[INPUT MATERIAL]

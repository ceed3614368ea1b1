// src/dom/memory.rs - flat in-memory document
use super::{Document, Element, History, NodeId};

#[derive(Debug, Clone, PartialEq, Eq)]
pub struct MemoryElement {
    tag: String,
    attributes: Vec<(String, String)>,
    inner: String,
}

impl MemoryElement {
    pub fn new(tag: &str) -> Self {
        Self {
            tag: tag.trim().to_ascii_lowercase(),
            attributes: Vec::new(),
            inner: String::new(),
        }
    }

    pub fn attr(mut self, name: &str, value: &str) -> Self {
        Element::set_attribute(&mut self, name, value);
        self
    }

    pub fn html(mut self, html: &str) -> Self {
        self.inner = html.to_string();
        self
    }

    fn classes(&self) -> impl Iterator<Item = &str> {
        self.attribute("class")
            .unwrap_or_default()
            .split_whitespace()
    }
}

impl Element for MemoryElement {
    fn tag_name(&self) -> &str {
        &self.tag
    }

    fn attribute(&self, name: &str) -> Option<&str> {
        self.attributes
            .iter()
            .find(|(n, _)| n.eq_ignore_ascii_case(name))
            .map(|(_, v)| v.as_str())
    }

    fn attributes(&self) -> Vec<(String, String)> {
        self.attributes.clone()
    }

    fn set_attribute(&mut self, name: &str, value: &str) {
        match self
            .attributes
            .iter_mut()
            .find(|(n, _)| n.eq_ignore_ascii_case(name))
        {
            Some((_, existing)) => *existing = value.to_string(),
            None => self
                .attributes
                .push((name.to_ascii_lowercase(), value.to_string())),
        }
    }

    fn inner_html(&self) -> String {
        self.inner.clone()
    }

    fn set_inner_html(&mut self, html: &str) {
        self.inner = html.to_string();
    }

    fn set_text_content(&mut self, text: &str) {
        self.inner = escape_text(text);
    }
}

fn escape_text(text: &str) -> String {
    let mut out = String::with_capacity(text.len());
    for c in text.chars() {
        match c {
            '&' => out.push_str("&amp;"),
            '<' => out.push_str("&lt;"),
            '>' => out.push_str("&gt;"),
            _ => out.push(c),
        }
    }
    out
}

/// Simple selector: optional tag name followed by at most one of
/// `#id`, `.class`, `[attr]` or `[attr=value]`.
#[derive(Debug, PartialEq, Eq)]
struct Selector<'a> {
    tag: Option<&'a str>,
    qualifier: Option<Qualifier<'a>>,
}

#[derive(Debug, PartialEq, Eq)]
enum Qualifier<'a> {
    Id(&'a str),
    Class(&'a str),
    Attribute(&'a str, Option<&'a str>),
}

impl<'a> Selector<'a> {
    fn parse(raw: &'a str) -> Option<Self> {
        let raw = raw.trim();
        let split = raw
            .find(|c: char| matches!(c, '#' | '.' | '['))
            .unwrap_or(raw.len());
        let (tag, rest) = raw.split_at(split);
        let tag = (!tag.is_empty()).then_some(tag);

        if let Some(t) = tag {
            if !t.chars().all(|c| c.is_ascii_alphanumeric() || c == '-') {
                return None;
            }
        }

        let qualifier = if rest.is_empty() {
            None
        } else if let Some(id) = rest.strip_prefix('#') {
            Some(Qualifier::Id(id))
        } else if let Some(class) = rest.strip_prefix('.') {
            Some(Qualifier::Class(class))
        } else {
            let body = rest.strip_prefix('[')?.strip_suffix(']')?;
            match body.split_once('=') {
                Some((name, value)) => Some(Qualifier::Attribute(
                    name.trim(),
                    Some(value.trim().trim_matches(|c| c == '"' || c == '\'')),
                )),
                None => Some(Qualifier::Attribute(body.trim(), None)),
            }
        };

        if tag.is_none() && qualifier.is_none() {
            return None;
        }
        Some(Self { tag, qualifier })
    }

    fn matches(&self, element: &MemoryElement) -> bool {
        if let Some(tag) = self.tag {
            if !element.tag.eq_ignore_ascii_case(tag) {
                return false;
            }
        }
        match &self.qualifier {
            None => true,
            Some(Qualifier::Id(id)) => element.attribute("id") == Some(*id),
            Some(Qualifier::Class(class)) => element.classes().any(|c| c == *class),
            Some(Qualifier::Attribute(name, None)) => element.has_attribute(name),
            Some(Qualifier::Attribute(name, Some(value))) => {
                element.attribute(name) == Some(*value)
            }
        }
    }
}

/// A document as a flat list of elements; `NodeId(0)` is the `<html>` root.
#[derive(Debug, Clone)]
pub struct MemoryDocument {
    elements: Vec<MemoryElement>,
}

impl Default for MemoryDocument {
    fn default() -> Self {
        Self::new()
    }
}

impl MemoryDocument {
    pub fn new() -> Self {
        Self {
            elements: vec![MemoryElement::new("html")],
        }
    }

    pub fn push(&mut self, element: MemoryElement) -> NodeId {
        self.elements.push(element);
        NodeId(self.elements.len() - 1)
    }

    pub fn get(&self, id: NodeId) -> Option<&MemoryElement> {
        self.elements.get(id.0)
    }

    pub fn html_of(&self, id: NodeId) -> String {
        self.get(id).map(|e| e.inner_html()).unwrap_or_default()
    }

    pub fn attribute_of(&self, id: NodeId, name: &str) -> Option<String> {
        self.get(id)
            .and_then(|e| e.attribute(name))
            .map(str::to_string)
    }

    pub fn len(&self) -> usize {
        self.elements.len()
    }

    pub fn is_empty(&self) -> bool {
        self.elements.len() <= 1
    }
}

impl Document for MemoryDocument {
    fn set_language(&mut self, code: &str) {
        self.elements[0].set_attribute("lang", code);
    }

    fn language(&self) -> Option<String> {
        self.elements[0].attribute("lang").map(str::to_string)
    }

    fn elements_with_attribute(&self, name: &str) -> Vec<NodeId> {
        self.elements
            .iter()
            .enumerate()
            .filter(|(_, e)| e.has_attribute(name))
            .map(|(i, _)| NodeId(i))
            .collect()
    }

    fn select_all(&self, selector: &str) -> Vec<NodeId> {
        let Some(selector) = Selector::parse(selector) else {
            log::debug!("Unsupported selector '{}'", selector);
            return Vec::new();
        };
        self.elements
            .iter()
            .enumerate()
            .filter(|(_, e)| selector.matches(e))
            .map(|(i, _)| NodeId(i))
            .collect()
    }

    fn element(&self, id: NodeId) -> Option<&dyn Element> {
        self.elements.get(id.0).map(|e| e as &dyn Element)
    }

    fn element_mut(&mut self, id: NodeId) -> Option<&mut dyn Element> {
        self.elements.get_mut(id.0).map(|e| e as &mut dyn Element)
    }
}

/// Address bar stand-in that records every replacement.
#[derive(Debug, Clone, Default)]
pub struct MemoryHistory {
    url: Option<String>,
    replaced: Vec<String>,
}

impl MemoryHistory {
    pub fn new(url: Option<&str>) -> Self {
        Self {
            url: url.map(str::to_string),
            replaced: Vec::new(),
        }
    }

    pub fn replacements(&self) -> &[String] {
        &self.replaced
    }
}

impl History for MemoryHistory {
    fn current_url(&self) -> Option<String> {
        self.url.clone()
    }

    fn replace_url(&mut self, url: &str) {
        self.url = Some(url.to_string());
        self.replaced.push(url.to_string());
    }
}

[/INPUT MATERIAL]

**INSTRUCTIONS TO FOLLOW**
Please copy each line of the records above in which the word "classes" can be found.

**EXERCISE RESPONSE**
    fn classes(&self) -> impl Iterator<Item = &str> {
            Some(Qualifier::Class(class)) => element.classes().any(|c| c == *class),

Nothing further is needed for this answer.